Mortgage president sees “winter of death” when refi boom ends

Executive predicts waves of consolidation across the mortgage space, expects those deals won’t be amicable for long

Mortgage president sees “winter of death” when refi boom ends

Bill Tessar (pictured) is coming off the back of an amicable acquisition. The president of private lending firm Civic Financial Services (CIVIC) told MPA that his company’s recent acquisition by PacWest Bancorp from parent company Wedgewood was a “perfect scenario” for every party involved. CIVIC got access to extremely cheap capital, Wedgewood got a big ROI from its initial investment in CIVIC, and PWB got to put their liquidity into CIVIC, which has enjoyed a stellar performance in recent years.

However, Tessar said that as acquisitions become more common throughout the mortgage space, deals aren’t going to be so amicable. He said we’re entering into an era of “winners and losers.”

Tessar noted that CIVIC’s position as a private lending firm meant it had a very different experience of 2020, when conditions drove firms in that space into survival mode. CIVIC thrived where others struggled, resulting in that amicable deal. The conventional side, however, has seen the rising tide of a refi boom and strong purchase market lift all boats. He believes that the period of cutthroat competition that already hit the private lending space will begin for conventional mortgage firms when the refi boom ends.

“Many of these companies have refinanced the same borrower four and five times over the last 18 to 24 months,” Tessar said, “When you take away that churning opportunity and force the companies to compete in the purchase market where just a handful of them can establish themselves as leaders, that ‘winter of death’ idea, that’s going to happen.”
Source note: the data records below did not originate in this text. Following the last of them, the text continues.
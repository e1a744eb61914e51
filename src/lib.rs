// Ultralytics 🚀 AGPL-3.0 License - https://ultralytics.com/license
//! 门店客流跟踪与行为分析引擎
//! Person tracking, shopper-behavior analytics and real-time alerting
//! over per-frame object detections.
pub mod alerts; // 实时告警
pub mod analysis; // 区域 / 行为 / 汇总
pub mod config; // 分析参数
pub mod detection; // 检测结构与人员跟踪
pub mod error; // 错误类型
pub mod session; // 摄像头会话

pub use crate::alerts::{Alert, AlertEngine, AlertLevel, AlertStatistics, AlertSubject, AlertType};
pub use crate::analysis::{
    BehaviorAnalyzer, BehaviorLabel, BehaviorResult, Insights, Summary, ZoneClassifier,
};
pub use crate::config::AnalyticsConfig;
pub use crate::detection::{BBox, Detection, PersonTracker, Track, TrackPoint, TrackStatus};
pub use crate::error::{AnalyticsError, Result};
pub use crate::session::{CameraSession, FrameReport, SessionReport};

/// 生成时间字符串 (北京时间), 用于报告文件名等
pub fn gen_time_string(delimiter: &str) -> String {
    use chrono::Offset;
    let offset = chrono::FixedOffset::east_opt(8 * 60 * 60) // Beijing
        .unwrap_or_else(|| chrono::Utc.fix());
    let t_now = chrono::Utc::now().with_timezone(&offset);
    let fmt = format!(
        "%Y{}%m{}%d{}%H{}%M{}%S",
        delimiter, delimiter, delimiter, delimiter, delimiter
    );
    t_now.format(&fmt).to_string()
}
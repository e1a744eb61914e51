// Ultralytics 🚀 AGPL-3.0 License - https://ultralytics.com/license
//! 客流汇总统计与经营建议
//! Visitor summary and business insights

use std::collections::BTreeMap;

use serde::{Deserialize, Serialize};

use super::behavior::{BehaviorLabel, BehaviorResult};
use super::zones::CHECKOUT;

/// 汇总统计 (每次调用重新计算, 不持久化)
#[derive(Clone, Debug, Default, PartialEq, Serialize, Deserialize)]
pub struct Summary {
    pub total_visitors: usize,
    pub total_customers: usize,
    pub window_shoppers: usize,
    pub browsers: usize,
    pub purchasers: usize,
    pub passing_through: usize,
    pub idle: usize,
    /// 百分比, 保留两位小数
    pub conversion_rate: f64,
    /// 秒, 保留两位小数
    pub avg_visit_duration: f64,
    pub total_checkout_visitors: usize,
    pub behavior_distribution: BTreeMap<String, usize>,
}

/// 汇总一批行为分析结果
///
/// 空输入返回全零结果。
pub fn summarize(results: &[BehaviorResult]) -> Summary {
    if results.is_empty() {
        return Summary::default();
    }

    let total_visitors = results.len();
    let mut summary = Summary {
        total_visitors,
        ..Summary::default()
    };

    let mut duration_sum = 0.0;
    for result in results {
        *summary
            .behavior_distribution
            .entry(result.label.as_str().to_string())
            .or_insert(0) += 1;

        match result.label {
            BehaviorLabel::WindowShopping => summary.window_shoppers += 1,
            BehaviorLabel::Browsing => summary.browsers += 1,
            BehaviorLabel::PassingThrough => summary.passing_through += 1,
            BehaviorLabel::Idle => summary.idle += 1,
            BehaviorLabel::Purchasing | BehaviorLabel::Other(_) => {}
        }

        let visited_checkout = result.visited_checkout || result.zones_visited.contains(CHECKOUT);
        if result.label == BehaviorLabel::Purchasing || visited_checkout || result.made_purchase {
            summary.purchasers += 1;
        }
        if visited_checkout {
            summary.total_checkout_visitors += 1;
        }

        if result.duration_seconds.is_finite() {
            duration_sum += result.duration_seconds;
        }
    }

    summary.total_customers = summary.purchasers;
    summary.conversion_rate = round2(summary.purchasers as f64 / total_visitors as f64 * 100.0);
    summary.avg_visit_duration = round2(duration_sum / total_visitors as f64);
    summary
}

/// 经营建议
#[derive(Clone, Debug, PartialEq, Serialize, Deserialize)]
pub struct Recommendation {
    #[serde(rename = "type")]
    pub kind: String,
    pub message: String,
}

#[derive(Clone, Debug, PartialEq, Serialize, Deserialize)]
pub struct Insights {
    pub summary: Summary,
    pub recommendations: Vec<Recommendation>,
}

/// 根据汇总结果生成建议
pub fn insights(results: &[BehaviorResult]) -> Insights {
    let summary = summarize(results);
    let mut recommendations = Vec::new();
    let total = summary.total_visitors as f64;

    if summary.conversion_rate < 20.0 {
        recommendations.push(Recommendation {
            kind: "conversion".to_string(),
            message: "Low conversion rate detected. Consider improving product placement or checkout process.".to_string(),
        });
    }
    if summary.total_visitors > 0 && summary.idle as f64 > total * 0.2 {
        recommendations.push(Recommendation {
            kind: "engagement".to_string(),
            message: "High number of idle visitors. Consider adding more engaging displays or staff assistance.".to_string(),
        });
    }
    if summary.total_visitors > 0 && summary.passing_through as f64 > total * 0.4 {
        recommendations.push(Recommendation {
            kind: "attention".to_string(),
            message: "Many visitors passing through. Consider improving store entrance appeal."
                .to_string(),
        });
    }

    Insights {
        summary,
        recommendations,
    }
}

fn round2(value: f64) -> f64 {
    (value * 100.0).round() / 100.0
}

#[cfg(test)]
mod tests {
    use super::*;
    use std::collections::BTreeSet;

    fn result(label: BehaviorLabel, duration: f64) -> BehaviorResult {
        BehaviorResult {
            track_id: 1,
            correlation_token: None,
            label,
            confidence: 0.8,
            rationale: String::new(),
            zones_visited: BTreeSet::new(),
            visited_checkout: false,
            made_purchase: false,
            duration_seconds: duration,
            movement_distance: 0.0,
            avg_speed: 0.0,
            is_stationary: false,
            entry_time: None,
            exit_time: None,
            stops: Vec::new(),
            stationary_time: 0.0,
        }
    }

    #[test]
    fn test_empty_summary_is_zero() {
        let summary = summarize(&[]);
        assert_eq!(summary.total_visitors, 0);
        assert_eq!(summary.conversion_rate, 0.0);
        assert_eq!(summary.avg_visit_duration, 0.0);
        assert!(summary.behavior_distribution.is_empty());
    }

    #[test]
    fn test_counts_and_rates() {
        let results = vec![
            result(BehaviorLabel::Purchasing, 120.0),
            result(BehaviorLabel::Browsing, 45.0),
            result(BehaviorLabel::WindowShopping, 2.0),
        ];
        let summary = summarize(&results);
        assert_eq!(summary.total_visitors, 3);
        assert_eq!(summary.purchasers, 1);
        assert_eq!(summary.total_customers, 1);
        assert_eq!(summary.browsers, 1);
        assert_eq!(summary.window_shoppers, 1);
        assert_eq!(summary.conversion_rate, 33.33);
        assert_eq!(summary.avg_visit_duration, 55.67);
    }

    #[test]
    fn test_purchasers_union() {
        let mut via_flag = result(BehaviorLabel::Browsing, 10.0);
        via_flag.made_purchase = true;
        let mut via_zone = result(BehaviorLabel::Idle, 10.0);
        via_zone.zones_visited.insert("checkout".to_string());
        let plain = result(BehaviorLabel::Browsing, 10.0);

        let summary = summarize(&[via_flag, via_zone, plain]);
        assert_eq!(summary.purchasers, 2);
        assert_eq!(summary.total_checkout_visitors, 1);
        assert_eq!(summary.conversion_rate, 66.67);
    }

    #[test]
    fn test_custom_labels_and_bad_durations() {
        let results = vec![
            result(BehaviorLabel::Other("loitering".to_string()), f64::NAN),
            result(BehaviorLabel::Other("loitering".to_string()), 4.0),
        ];
        let summary = summarize(&results);
        assert_eq!(summary.behavior_distribution.get("loitering"), Some(&2));
        assert_eq!(summary.avg_visit_duration, 2.0);
    }

    #[test]
    fn test_insights() {
        let results = vec![
            result(BehaviorLabel::PassingThrough, 1.0),
            result(BehaviorLabel::PassingThrough, 1.0),
            result(BehaviorLabel::Idle, 30.0),
            result(BehaviorLabel::Browsing, 30.0),
        ];
        let insights = insights(&results);
        let kinds: Vec<&str> = insights
            .recommendations
            .iter()
            .map(|r| r.kind.as_str())
            .collect();
        assert_eq!(kinds, vec!["conversion", "engagement", "attention"]);

        let happy = vec![result(BehaviorLabel::Purchasing, 60.0)];
        assert!(super::insights(&happy).recommendations.is_empty());
    }
}
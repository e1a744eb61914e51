// Ultralytics 🚀 AGPL-3.0 License - https://ultralytics.com/license
//! 错误类型 (Error types)

use thiserror::Error;

/// 分析引擎错误
///
/// 只有配置错误会阻止构造;输入异常一律降级处理,不会出现在这里。
#[derive(Error, Debug)]
pub enum AnalyticsError {
    #[error("invalid zone '{name}': {reason}")]
    InvalidZone { name: String, reason: String },

    #[error("invalid threshold '{name}': {reason}")]
    InvalidThreshold { name: String, reason: String },

    #[error("config io error: {0}")]
    Io(#[from] std::io::Error),

    #[error("config parse error: {0}")]
    Json(#[from] serde_json::Error),
}

impl AnalyticsError {
    pub(crate) fn zone(name: &str, reason: impl Into<String>) -> Self {
        AnalyticsError::InvalidZone {
            name: name.to_string(),
            reason: reason.into(),
        }
    }

    pub(crate) fn threshold(name: &str, reason: impl Into<String>) -> Self {
        AnalyticsError::InvalidThreshold {
            name: name.to_string(),
            reason: reason.into(),
        }
    }
}

pub type Result<T, E = AnalyticsError> = std::result::Result<T, E>;
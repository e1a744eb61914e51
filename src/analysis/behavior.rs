// Ultralytics 🚀 AGPL-3.0 License - https://ultralytics.com/license
//! 购物行为分析
//! Shopper behavior classification for completed tracks
//!
//! 规则按固定优先级依次判定, 第一条命中的规则生效:
//! purchasing > idle > passing_through > browsing / window_shopping

use std::collections::BTreeSet;
use std::fmt;
use std::sync::Arc;

use serde::{Deserialize, Serialize};
use tracing::debug;
use uuid::Uuid;

use super::zones::{ZoneClassifier, CHECKOUT};
use crate::config::{AnalyticsConfig, BehaviorConfig, FrameSize, MotionConfig};
use crate::detection::{Track, TrackPoint};
use crate::error::Result;

// ========== 行为标签 ==========

/// 行为标签
///
/// 序列化为 snake_case 字符串; 未知字符串保留为 `Other`, 以便汇总自定义标签。
#[derive(Clone, Debug, PartialEq, Eq, Hash, PartialOrd, Ord, Serialize, Deserialize)]
#[serde(from = "String", into = "String")]
pub enum BehaviorLabel {
    WindowShopping,
    Browsing,
    Purchasing,
    Idle,
    PassingThrough,
    Other(String),
}

impl BehaviorLabel {
    pub fn as_str(&self) -> &str {
        match self {
            BehaviorLabel::WindowShopping => "window_shopping",
            BehaviorLabel::Browsing => "browsing",
            BehaviorLabel::Purchasing => "purchasing",
            BehaviorLabel::Idle => "idle",
            BehaviorLabel::PassingThrough => "passing_through",
            BehaviorLabel::Other(label) => label,
        }
    }
}

impl From<String> for BehaviorLabel {
    fn from(label: String) -> Self {
        match label.as_str() {
            "window_shopping" => BehaviorLabel::WindowShopping,
            "browsing" => BehaviorLabel::Browsing,
            "purchasing" => BehaviorLabel::Purchasing,
            "idle" => BehaviorLabel::Idle,
            "passing_through" => BehaviorLabel::PassingThrough,
            _ => BehaviorLabel::Other(label),
        }
    }
}

impl From<BehaviorLabel> for String {
    fn from(label: BehaviorLabel) -> Self {
        label.as_str().to_string()
    }
}

impl fmt::Display for BehaviorLabel {
    fn fmt(&self, f: &mut fmt::Formatter<'_>) -> fmt::Result {
        f.write_str(self.as_str())
    }
}

// ========== 分析结果 ==========

/// 停顿 (帧间位移持续低于阈值的一段时间)
#[derive(Clone, Debug, PartialEq, Serialize, Deserialize)]
pub struct Stop {
    pub start_time: f64,
    pub end_time: f64,
    pub duration: f64,
    pub position: TrackPoint,
}

/// 单条轨迹的行为分析结果
#[derive(Clone, Debug, PartialEq, Serialize, Deserialize)]
pub struct BehaviorResult {
    pub track_id: u64,
    pub correlation_token: Option<Uuid>,
    pub label: BehaviorLabel,
    pub confidence: f64,
    pub rationale: String,
    pub zones_visited: BTreeSet<String>,
    pub visited_checkout: bool,
    /// 目前等同于 visited_checkout
    pub made_purchase: bool,
    pub duration_seconds: f64,
    pub movement_distance: f64,
    pub avg_speed: f64,
    pub is_stationary: bool,
    pub entry_time: Option<f64>,
    pub exit_time: Option<f64>,
    pub stops: Vec<Stop>,
    pub stationary_time: f64,
}

// ========== 规则 ==========

/// 分类用的轨迹指标
#[derive(Clone, Debug)]
struct TrackMetrics {
    duration: f64,
    movement_distance: f64,
    avg_speed: f64,
    is_stationary: bool,
    visited_checkout: bool,
}

/// 分类规则
#[derive(Clone, Copy, Debug, PartialEq, Eq)]
pub enum BehaviorRule {
    Purchasing,
    Idle,
    PassingThrough,
    /// 浏览 / 橱窗浏览 (兜底规则, 总是命中)
    Dwell,
}

impl BehaviorRule {
    /// 判定顺序
    pub const PRIORITY: [BehaviorRule; 4] = [
        BehaviorRule::Purchasing,
        BehaviorRule::Idle,
        BehaviorRule::PassingThrough,
        BehaviorRule::Dwell,
    ];

    fn evaluate(
        self,
        m: &TrackMetrics,
        config: &BehaviorConfig,
    ) -> Option<(BehaviorLabel, f64, String)> {
        match self {
            BehaviorRule::Purchasing if m.visited_checkout => Some((
                BehaviorLabel::Purchasing,
                0.9,
                "Customer visited checkout area".to_string(),
            )),
            BehaviorRule::Idle if m.is_stationary && m.duration > config.idle_time_threshold => {
                Some((
                    BehaviorLabel::Idle,
                    0.85,
                    format!("Person stationary for {:.1}s", m.duration),
                ))
            }
            BehaviorRule::PassingThrough
                if m.duration < config.passing_max_duration
                    && m.movement_distance < config.passing_max_distance =>
            {
                Some((
                    BehaviorLabel::PassingThrough,
                    0.8,
                    "Quick transit through store".to_string(),
                ))
            }
            BehaviorRule::Dwell => Some(if m.duration >= config.browsing_time_threshold {
                if m.avg_speed > config.active_browsing_speed {
                    (
                        BehaviorLabel::Browsing,
                        0.85,
                        format!(
                            "Active browsing for {:.1}s, moved {:.0}px",
                            m.duration, m.movement_distance
                        ),
                    )
                } else {
                    (
                        BehaviorLabel::Browsing,
                        0.75,
                        format!("Browsing with limited movement for {:.1}s", m.duration),
                    )
                }
            } else {
                (
                    BehaviorLabel::WindowShopping,
                    0.8,
                    format!("Brief visit of {:.1}s, possibly window shopping", m.duration),
                )
            }),
            _ => None,
        }
    }
}

// ========== 分析器 ==========

/// 行为分析器
///
/// 无内部可变状态, 相同轨迹总是得到相同结果。
#[derive(Clone, Debug)]
pub struct BehaviorAnalyzer {
    config: BehaviorConfig,
    motion: MotionConfig,
    frame: FrameSize,
    zones: Arc<ZoneClassifier>,
}

impl BehaviorAnalyzer {
    pub fn new(config: &AnalyticsConfig, zones: Arc<ZoneClassifier>) -> Result<Self> {
        config.behavior.validate()?;
        config.motion.validate()?;
        Ok(Self {
            config: config.behavior.clone(),
            motion: config.motion.clone(),
            frame: config.frame,
            zones,
        })
    }

    pub fn zones(&self) -> &Arc<ZoneClassifier> {
        &self.zones
    }

    /// 分析一条轨迹
    pub fn analyze(&self, track: &Track) -> BehaviorResult {
        let duration = finite_or_zero(track.duration());
        let movement_distance = finite_or_zero(track.movement_distance());

        if track.positions().len() < self.config.min_positions {
            debug!("轨迹 {} 数据不足 ({} 点)", track.id(), track.positions().len());
            return BehaviorResult {
                track_id: track.id(),
                correlation_token: Some(track.correlation_token()),
                label: BehaviorLabel::PassingThrough,
                confidence: 0.5,
                rationale: "Insufficient tracking data".to_string(),
                zones_visited: BTreeSet::new(),
                visited_checkout: false,
                made_purchase: false,
                duration_seconds: duration,
                movement_distance,
                avg_speed: 0.0,
                is_stationary: false,
                entry_time: track.entry_time(),
                exit_time: track.exit_time(),
                stops: Vec::new(),
                stationary_time: 0.0,
            };
        }

        let zones_visited: BTreeSet<String> = track
            .positions()
            .iter()
            .map(|&p| {
                self.zones
                    .classify(p, self.frame.width, self.frame.height)
                    .to_string()
            })
            .collect();
        let visited_checkout = zones_visited.contains(CHECKOUT);

        let metrics = TrackMetrics {
            duration,
            movement_distance,
            avg_speed: if duration > 0.0 {
                movement_distance / duration
            } else {
                0.0
            },
            is_stationary: track.is_stationary(&self.motion),
            visited_checkout,
        };

        let (label, confidence, rationale) = BehaviorRule::PRIORITY
            .iter()
            .find_map(|rule| rule.evaluate(&metrics, &self.config))
            .unwrap_or_else(|| {
                (
                    BehaviorLabel::PassingThrough,
                    0.5,
                    "No behavior rule matched".to_string(),
                )
            });

        let stops = self.detect_stops(track.positions(), track.timestamps());
        let stationary_time = stops.iter().map(|s| s.duration).sum();

        debug!(
            "🧠 轨迹 {} → {} ({:.2}): {}",
            track.id(),
            label,
            confidence,
            rationale
        );

        BehaviorResult {
            track_id: track.id(),
            correlation_token: Some(track.correlation_token()),
            label,
            confidence,
            rationale,
            zones_visited,
            visited_checkout,
            made_purchase: visited_checkout,
            duration_seconds: duration,
            movement_distance,
            avg_speed: metrics.avg_speed,
            is_stationary: metrics.is_stationary,
            entry_time: track.entry_time(),
            exit_time: track.exit_time(),
            stops,
            stationary_time,
        }
    }

    /// 批量分析
    pub fn analyze_all<'a>(
        &self,
        tracks: impl IntoIterator<Item = &'a Track>,
    ) -> Vec<BehaviorResult> {
        tracks.into_iter().map(|t| self.analyze(t)).collect()
    }

    /// 检测停顿: 帧间位移 < stop_movement_threshold 且持续 ≥ min_stop_duration
    pub fn detect_stops(&self, positions: &[TrackPoint], timestamps: &[f64]) -> Vec<Stop> {
        let len = positions.len().min(timestamps.len());
        if len < 2 {
            return Vec::new();
        }

        let mut stops = Vec::new();
        let mut stop_start: Option<usize> = None;

        let close_stop = |start: usize, end: usize, stops: &mut Vec<Stop>| {
            let duration = timestamps[end] - timestamps[start];
            if duration >= self.config.min_stop_duration {
                stops.push(Stop {
                    start_time: timestamps[start],
                    end_time: timestamps[end],
                    duration,
                    position: positions[start],
                });
            }
        };

        for i in 1..len {
            let moved = positions[i - 1].distance(&positions[i]);
            if moved < self.config.stop_movement_threshold {
                if stop_start.is_none() {
                    stop_start = Some(i - 1);
                }
            } else if let Some(start) = stop_start.take() {
                close_stop(start, i - 1, &mut stops);
            }
        }

        // 轨迹结束时仍处于停顿
        if let Some(start) = stop_start {
            close_stop(start, len - 1, &mut stops);
        }

        stops
    }
}

fn finite_or_zero(value: f64) -> f64 {
    if value.is_finite() {
        value
    } else {
        0.0
    }
}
Tessar’s ‘winter of death’ will involve big players gobbling up medium-sized mortgage companies for greater market share. While he believes the smallest companies that stay nimble and debt-free will always do well in their space, it’s the medium-sized companies that have to decide, fast, who they are and what they want to become in the next few months, before they get acquired by a bigger firm.

Read more: Fannie, Freddie reveal full-year financial results

Those companies, Tessar noted, were struggling before the refi boom, cutting staff and ordering fewer coffee cups for their offices. Their tightening margins were saved by these historically low rates. Since then, larger companies have broken volume records, gone public, and made huge acquisitions. Tessar believes that some of the medium sized firms given a lifeline by these low rates haven’t been able to fundamentally strengthen their position enough to last when a refi boom tails off.

Breaking the market down, Tessar believes the top 5-10% of firms are in the strongest place, having originated loan volumes in the tens of billions and recorded massive profits as a result. From such a secure place, those companies ought to make better long-term decisions. He expects that top category to get even bigger as the market shrinks.

The resulting acquisitions, Tessar said, will create winners and losers because they’ll be driven by need rather than desire. He explained that these mid-sized firms might die by a thousand cuts, allowing themselves to print red gradually, quarter after quarter, as company leaders place natural human belief in business taking off again.

In that middle-band of firms, he believes that executives need to be disciplined and restructure themselves now so they can operate profitably in a higher-rate environment. In efforts to attract the very best talent, the biggest lenders may start offering “ungodly” signing bonuses to loan officers that medium-sized companies can’t compete with.

“They might not even have to buy these firms, they just need to get their top originators,” he said.

In the face of these seismic predictions for the industry, Tessar explained that individual originators need to stay laser focused on the purchase market. Because competition for purchase volume will set the tempo of this looming consolidation cycle, those originators with the best referral relationships and highest levels of client service will stand out from the pack.

“Those that have benefited from the incredible refi market we’ve seen for the last 24 months, they have to learn a new song quickly,” Tessar said. “The originators that have focused their energy and efforts on the purchase side of the business. Those are originators for life.”